God is waiting. God is watching. God is also welcoming and there is something significant about this welcoming dad. It is in this welcome that we see the extravagant, lavish, excessive grace of a dad whose love is disproportionate, larger-than-life, and exces­sive, whose mercy is benevolent, boundless, and generous. Whose kindness is vast, magnificent, and elaborate.
Here is what we know for sure: The son sets off and goes to his father. While he is still a long way off, his father sees him and is filled with compassion. The waiting, watching dad runs to him, puts his arms around him, kisses him and welcomes him. Then the son says to him, “Father, I have sinned against heaven and before you; I am no longer worthy to be called your son.” But this welcoming father interrupts and calls out to his servants: “Quickly, bring out a robe—the best one—and put it on him; put a ring on his finger and sandals on his feet.
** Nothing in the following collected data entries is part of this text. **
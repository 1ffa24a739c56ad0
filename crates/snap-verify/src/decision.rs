use std::fmt;

use serde::{Deserialize, Serialize};
use snap_types::RecordMode;

/// Outcome of the record-mode table.
#[derive(Clone, Copy, Debug, PartialEq, Eq, Hash, Serialize, Deserialize)]
#[serde(rename_all = "snake_case")]
pub enum Decision {
    /// Baseline matches; nothing is written.
    Pass,
    /// Baseline is written and the check passes.
    WriteAndPass,
    /// Baseline is written but the check fails so the test is re-run.
    WriteAndFail,
    /// The check fails without touching the baseline.
    Fail,
}

impl Decision {
    /// Whether the baseline must be written before reporting.
    pub fn writes(&self) -> bool {
        matches!(self, Self::WriteAndPass | Self::WriteAndFail)
    }

    pub fn passes(&self) -> bool {
        matches!(self, Self::Pass | Self::WriteAndPass)
    }
}

impl fmt::Display for Decision {
    fn fmt(&self, f: &mut fmt::Formatter<'_>) -> fmt::Result {
        let s = match self {
            Self::Pass => "pass",
            Self::WriteAndPass => "write-and-pass",
            Self::WriteAndFail => "write-and-fail",
            Self::Fail => "fail",
        };
        f.write_str(s)
    }
}

/// The record-mode decision table.
///
/// | mode    | missing        | matches        | differs        |
/// |---------|----------------|----------------|----------------|
/// | never   | fail           | pass           | fail           |
/// | missing | write, pass    | pass           | fail           |
/// | failed  | write, pass    | pass           | write, pass    |
/// | all     | write, pass    | write, pass    | write, pass    |
///
/// `matches` is ignored when the baseline does not exist.
pub fn decide(mode: RecordMode, baseline_exists: bool, matches: bool) -> Decision {
    match (mode, baseline_exists, matches) {
        (RecordMode::All, _, _) => Decision::WriteAndPass,
        (_, true, true) => Decision::Pass,
        (RecordMode::Never, _, _) => Decision::Fail,
        (RecordMode::Missing, false, _) => Decision::WriteAndPass,
        (RecordMode::Missing, true, false) => Decision::Fail,
        (RecordMode::Failed, _, _) => Decision::WriteAndPass,
    }
}

/// [`decide`], then turn a write that created or changed the baseline into
/// [`Decision::WriteAndFail`] when `fail_on_record` is set.
///
/// Rewriting an identical baseline under [`RecordMode::All`] still passes.
pub fn decide_with(
    mode: RecordMode,
    baseline_exists: bool,
    matches: bool,
    fail_on_record: bool,
) -> Decision {
    match decide(mode, baseline_exists, matches) {
        Decision::WriteAndPass if fail_on_record && !(baseline_exists && matches) => {
            Decision::WriteAndFail
        }
        decision => decision,
    }
}

#[cfg(test)]
mod tests {
    use super::*;
    use Decision::*;

    /// (mode, missing, matches, differs)
    const TABLE: [(RecordMode, Decision, Decision, Decision); 4] = [
        (RecordMode::Never, Fail, Pass, Fail),
        (RecordMode::Missing, WriteAndPass, Pass, Fail),
        (RecordMode::Failed, WriteAndPass, Pass, WriteAndPass),
        (RecordMode::All, WriteAndPass, WriteAndPass, WriteAndPass),
    ];

    #[test]
    fn full_table() {
        for (mode, missing, matching, differing) in TABLE {
            assert_eq!(decide(mode, false, false), missing, "{mode} missing");
            assert_eq!(decide(mode, false, true), missing, "{mode} missing (match ignored)");
            assert_eq!(decide(mode, true, true), matching, "{mode} matches");
            assert_eq!(decide(mode, true, false), differing, "{mode} differs");
        }
    }

    #[test]
    fn fail_on_record_escalates_real_writes_only() {
        assert_eq!(decide_with(RecordMode::Missing, false, false, true), WriteAndFail);
        assert_eq!(decide_with(RecordMode::Failed, true, false, true), WriteAndFail);
        assert_eq!(decide_with(RecordMode::All, false, false, true), WriteAndFail);
        assert_eq!(decide_with(RecordMode::All, true, true, true), WriteAndPass);
        assert_eq!(decide_with(RecordMode::Never, false, false, true), Fail);
        assert_eq!(decide_with(RecordMode::Missing, true, true, true), Pass);
    }

    #[test]
    fn without_fail_on_record_matches_table() {
        for mode in RecordMode::ALL {
            for (exists, matches) in [(false, false), (true, true), (true, false)] {
                assert_eq!(
                    decide_with(mode, exists, matches, false),
                    decide(mode, exists, matches)
                );
            }
        }
    }

    #[test]
    fn decision_predicates() {
        assert!(WriteAndFail.writes() && !WriteAndFail.passes());
        assert!(WriteAndPass.writes() && WriteAndPass.passes());
        assert!(!Pass.writes() && Pass.passes());
        assert!(!Fail.writes() && !Fail.passes());
        assert_eq!(WriteAndFail.to_string(), "write-and-fail");
    }
}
And get the fatted calf and kill it, and let us eat and celebrate; for this son of mine was dead and is alive again; he was lost and is found!” And they began to celebrate.
The welcoming father shows all-out, no questions asked, and absolutely unconditional love for his son because there is noth­ing more important than having waited and watched for and now welcomed his son back into the family.
The story of the waiting, watching, welcoming father is a story of immense, enormous, unreserved, and extravagant love. It is God’s story for you and for me. And the truth of the story is that there is nothing that can separate us from the love of God in Jesus. Nothing. Nothing, nothing can separate you. There is nothing that you have done, are doing, or will do that is beyond God’s ability to forgive. Even the turning that the son did and the turning that we will do over and over again is a turning stirred by the Holy Spirit in us. There is nothing that can separate us from the love of God in Jesus. Nothing. Nothing, nothing can separate you. Let’s come home to that today.

2 comments:

jersey ryn said...

no way! jean preached for about 12 weeks on this parable... reading this is like coming home to an old friend. :)

Beth said...

Nothing, nothing, nothing will separate us from the love of God.
Sarah, your folks get to join you tomorrow! How fun is that!